FIRST THING TO ADDRESS.
Your grow area what are your options. More area to cover more money to spend. Tent, homemade grow box, cabinet, closet, or room. As this will directly affect your whole setup so map it out first.
Tents: Can be very cheap to high-dollar, Depending on your personal budget and preference. Cheap brands include iPower and LA Garden range from $30-45 for small sized -- $110-130 for a large sized. Medium brands like, topogrow and Apollo will run $50-80 for small sized -- $170-230 for large sized. Higher brands like vivosun and gorrila grow range from $80-100 for a small sized -- $220-340 for larger sized. What I'm referring to as small is the 2x2x4 Large sized being 8x4x7. They come in all sizes and prices fluctuate according to more or less grow area.

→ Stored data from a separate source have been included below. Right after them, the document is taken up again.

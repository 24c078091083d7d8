// src/lib.rs

//! Terminal client for a small JSON chat protocol spoken over a websocket.
//!
//! [`models`] defines the wire envelope, [`engine`] holds the session state
//! machine that turns typed commands into messages and inbound messages into
//! [`view`] calls, and [`websocket`] connects the two to a real server.

pub mod config;
pub mod engine;
pub mod error;
pub mod input;
pub mod models;
pub mod state;
pub mod view;
pub mod websocket;

pub use config::ClientConfig;
pub use engine::{SessionEngine, ViewEffect, dispatch, parse_user_query};
pub use error::{ChatError, CommandError, ConfigError, ProtocolError};
pub use models::{Message, MessageType};
pub use state::Session;
pub use view::{TerminalView, View};
pub use websocket::{OutboundSender, Transport, run_session};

Closet and Cabinet: Space is free of cost and usually a a cheaper route not given the size of your wife walk in closet it could get rather expensive. These setups capitalize on saving space, not consuming much energy, using small lights, and not cutting large chunks out of your pocket book.

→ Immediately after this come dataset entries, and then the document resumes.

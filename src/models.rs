// src/models.rs

use crate::error::ProtocolError;
use serde::{Deserialize, Serialize};
use std::fmt;

/// The closed set of message types understood by the chat protocol.
///
/// Serialized as lowercase, underscore-separated strings (`"public_message"`).
/// Any tag this client does not know decodes to [`MessageType::Unknown`] so a
/// newer server can never make decoding fail.
#[derive(Serialize, Deserialize, Clone, Copy, Debug, PartialEq, Eq, Hash)]
#[serde(rename_all = "snake_case")]
pub enum MessageType {
    /// Client login request, and the server's broadcast acknowledgment.
    Login,
    /// Server notification that a login was refused. Reason in `messageText`.
    LoginFailed,
    /// Client logout request, and the server's notification.
    Logout,
    /// Server notification that a logout was refused. Reason in `messageText`.
    LogoutFailed,
    /// Message to every logged-in user.
    PublicMessage,
    /// Message to a single user; delivered to both receiver and sender.
    PrivateMessage,
    /// Request for, and response with, every logged-in user.
    ListAllUsers,
    #[serde(other)]
    Unknown,
}

impl MessageType {
    /// Every type defined by the protocol, excluding [`MessageType::Unknown`].
    pub const ALL: [MessageType; 7] = [
        MessageType::Login,
        MessageType::LoginFailed,
        MessageType::Logout,
        MessageType::LogoutFailed,
        MessageType::PublicMessage,
        MessageType::PrivateMessage,
        MessageType::ListAllUsers,
    ];

    /// The wire tag for this type.
    pub fn as_str(&self) -> &'static str {
        match self {
            MessageType::Login => "login",
            MessageType::LoginFailed => "login_failed",
            MessageType::Logout => "logout",
            MessageType::LogoutFailed => "logout_failed",
            MessageType::PublicMessage => "public_message",
            MessageType::PrivateMessage => "private_message",
            MessageType::ListAllUsers => "list_all_users",
            MessageType::Unknown => "unknown",
        }
    }
}

impl fmt::Display for MessageType {
    fn fmt(&self, f: &mut fmt::Formatter<'_>) -> fmt::Result {
        f.write_str(self.as_str())
    }
}

/// The wire envelope exchanged with the chat server, one JSON object per frame.
///
/// Only `messageType` and `senderUserName` are always meaningful; the other
/// fields are set by the constructors of the types that use them and are left
/// out of the JSON otherwise.
#[derive(Serialize, Deserialize, Clone, Debug, PartialEq, Eq)]
#[serde(rename_all = "camelCase")]
pub struct Message {
    pub message_type: MessageType,
    // Some server notifications (login_failed) carry no sender.
    #[serde(default)]
    pub sender_user_name: String,
    #[serde(default, skip_serializing_if = "Option::is_none")]
    pub message_text: Option<String>,
    #[serde(default, skip_serializing_if = "Option::is_none")]
    pub receiver_user_name: Option<String>,
    #[serde(default, skip_serializing_if = "Option::is_none")]
    pub all_users: Option<Vec<String>>,
}

impl Message {
    /// Creates a message carrying only a type and a sender.
    pub fn new(message_type: MessageType, sender_user_name: impl Into<String>) -> Self {
        Self {
            message_type,
            sender_user_name: sender_user_name.into(),
            message_text: None,
            receiver_user_name: None,
            all_users: None,
        }
    }

    pub fn login(sender_user_name: impl Into<String>) -> Self {
        Self::new(MessageType::Login, sender_user_name)
    }

    pub fn logout(sender_user_name: impl Into<String>) -> Self {
        Self::new(MessageType::Logout, sender_user_name)
    }

    pub fn login_failed(reason: impl Into<String>) -> Self {
        Self {
            message_text: Some(reason.into()),
            ..Self::new(MessageType::LoginFailed, "")
        }
    }

    pub fn logout_failed(reason: impl Into<String>) -> Self {
        Self {
            message_text: Some(reason.into()),
            ..Self::new(MessageType::LogoutFailed, "")
        }
    }

    pub fn public_message(sender_user_name: impl Into<String>, text: impl Into<String>) -> Self {
        Self {
            message_text: Some(text.into()),
            ..Self::new(MessageType::PublicMessage, sender_user_name)
        }
    }

    pub fn private_message(
        sender_user_name: impl Into<String>,
        receiver_user_name: impl Into<String>,
        text: impl Into<String>,
    ) -> Self {
        Self {
            message_text: Some(text.into()),
            receiver_user_name: Some(receiver_user_name.into()),
            ..Self::new(MessageType::PrivateMessage, sender_user_name)
        }
    }

    /// A user-list request. The server answers with [`Message::user_list`].
    pub fn list_all_users(sender_user_name: impl Into<String>) -> Self {
        Self::new(MessageType::ListAllUsers, sender_user_name)
    }

    /// The server's answer to a user-list request.
    pub fn user_list(users: Vec<String>) -> Self {
        Self {
            all_users: Some(users),
            ..Self::new(MessageType::ListAllUsers, "")
        }
    }

    /// Message text, empty when absent.
    pub fn text(&self) -> &str {
        self.message_text.as_deref().unwrap_or_default()
    }

    /// Receiver of a private message, empty when absent.
    pub fn receiver(&self) -> &str {
        self.receiver_user_name.as_deref().unwrap_or_default()
    }

    /// Users listed in a user-list response, empty when absent.
    pub fn users(&self) -> &[String] {
        self.all_users.as_deref().unwrap_or_default()
    }

    /// Encodes the message as one JSON text frame.
    pub fn to_json(&self) -> Result<String, ProtocolError> {
        serde_json::to_string(self).map_err(ProtocolError::Encode)
    }

    /// Decodes one JSON text frame.
    pub fn from_json(text: &str) -> Result<Self, ProtocolError> {
        serde_json::from_str(text).map_err(ProtocolError::UnrecognizedMessage)
    }
}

Homemade grow cabinet or box: This is for the handyman or craftsman style approach to build your own you will need some materials tools and skills but I have personally seen some amazing results from people's hand-built setups also another thing about handmade setups is your building it so you can accommodate all of your own needs. Costs vary on availability of tools, materials, personal preference, and skill.
SECOND TOPIC I WILL DISCUSS
Now that we know the size of your grow area you're going to need adequate lighting to properly cover everything evenly. Optimal watts per spare foot for hps,mh,led 25-40 watts for low light plants such as herbs, lettuce, and leafy greens. 40-70 watts per square foot for high light plants peppers, tomatoes, flowering, and fruiting plants. Here are a few of your choices of grow lights.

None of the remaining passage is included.